Stored dataset items:
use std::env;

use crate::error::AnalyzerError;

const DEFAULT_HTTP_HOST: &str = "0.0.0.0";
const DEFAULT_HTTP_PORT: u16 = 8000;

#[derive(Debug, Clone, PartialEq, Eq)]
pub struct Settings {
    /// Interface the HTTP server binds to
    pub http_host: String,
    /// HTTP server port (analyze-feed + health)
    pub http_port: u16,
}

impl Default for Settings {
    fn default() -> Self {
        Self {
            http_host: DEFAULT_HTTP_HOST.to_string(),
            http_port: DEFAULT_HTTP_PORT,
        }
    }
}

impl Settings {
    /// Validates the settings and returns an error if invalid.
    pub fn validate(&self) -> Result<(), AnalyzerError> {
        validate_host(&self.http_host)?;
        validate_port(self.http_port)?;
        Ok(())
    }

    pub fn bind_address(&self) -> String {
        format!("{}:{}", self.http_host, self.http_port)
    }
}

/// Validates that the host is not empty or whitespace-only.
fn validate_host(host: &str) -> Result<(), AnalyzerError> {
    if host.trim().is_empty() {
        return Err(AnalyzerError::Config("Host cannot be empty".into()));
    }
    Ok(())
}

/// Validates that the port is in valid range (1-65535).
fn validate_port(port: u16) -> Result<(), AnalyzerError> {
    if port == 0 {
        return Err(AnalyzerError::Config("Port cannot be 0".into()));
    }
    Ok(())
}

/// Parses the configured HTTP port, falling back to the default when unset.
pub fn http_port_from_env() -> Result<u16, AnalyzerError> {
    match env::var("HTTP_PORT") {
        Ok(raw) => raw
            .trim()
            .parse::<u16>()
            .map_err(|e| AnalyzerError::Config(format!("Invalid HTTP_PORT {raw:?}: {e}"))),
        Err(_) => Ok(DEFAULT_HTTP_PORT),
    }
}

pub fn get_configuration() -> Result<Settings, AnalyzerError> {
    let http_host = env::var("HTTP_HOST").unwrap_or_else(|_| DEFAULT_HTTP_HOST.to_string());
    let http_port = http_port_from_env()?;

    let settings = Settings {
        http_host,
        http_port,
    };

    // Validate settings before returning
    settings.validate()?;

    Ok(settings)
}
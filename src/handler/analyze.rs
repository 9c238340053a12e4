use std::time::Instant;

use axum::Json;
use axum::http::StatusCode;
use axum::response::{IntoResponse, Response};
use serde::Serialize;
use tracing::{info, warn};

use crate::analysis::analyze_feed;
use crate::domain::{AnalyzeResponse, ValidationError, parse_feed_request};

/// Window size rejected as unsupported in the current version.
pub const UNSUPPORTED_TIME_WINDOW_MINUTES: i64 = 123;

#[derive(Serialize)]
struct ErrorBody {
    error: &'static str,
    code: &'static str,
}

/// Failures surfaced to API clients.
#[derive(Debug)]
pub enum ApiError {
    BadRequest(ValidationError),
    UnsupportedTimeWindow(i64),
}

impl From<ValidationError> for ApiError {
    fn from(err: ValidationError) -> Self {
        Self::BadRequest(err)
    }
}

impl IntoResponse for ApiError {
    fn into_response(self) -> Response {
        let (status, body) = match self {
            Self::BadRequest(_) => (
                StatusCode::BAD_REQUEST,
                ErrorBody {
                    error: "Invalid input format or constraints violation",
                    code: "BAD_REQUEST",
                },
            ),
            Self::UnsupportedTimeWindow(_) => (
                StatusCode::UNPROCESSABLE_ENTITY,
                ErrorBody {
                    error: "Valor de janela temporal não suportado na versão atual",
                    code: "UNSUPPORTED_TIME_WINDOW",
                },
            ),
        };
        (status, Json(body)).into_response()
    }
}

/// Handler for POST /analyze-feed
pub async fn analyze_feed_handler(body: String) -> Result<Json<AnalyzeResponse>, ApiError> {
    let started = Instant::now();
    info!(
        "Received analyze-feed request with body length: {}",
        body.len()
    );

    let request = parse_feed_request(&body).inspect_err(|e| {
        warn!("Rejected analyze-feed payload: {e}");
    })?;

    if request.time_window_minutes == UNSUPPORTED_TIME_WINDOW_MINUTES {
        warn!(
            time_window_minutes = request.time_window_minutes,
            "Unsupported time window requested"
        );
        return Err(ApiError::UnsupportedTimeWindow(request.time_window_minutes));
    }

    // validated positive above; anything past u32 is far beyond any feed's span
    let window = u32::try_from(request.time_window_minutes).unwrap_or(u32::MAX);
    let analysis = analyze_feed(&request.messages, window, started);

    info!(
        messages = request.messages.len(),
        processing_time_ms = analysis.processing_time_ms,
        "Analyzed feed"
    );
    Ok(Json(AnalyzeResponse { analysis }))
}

### [EXERCISE]
Above are the entries; copy out every line among them that contains the word "impl".

### [EXERCISE RESPONSE]
impl Default for Settings {
impl Settings {
impl From<ValidationError> for ApiError {
impl IntoResponse for ApiError {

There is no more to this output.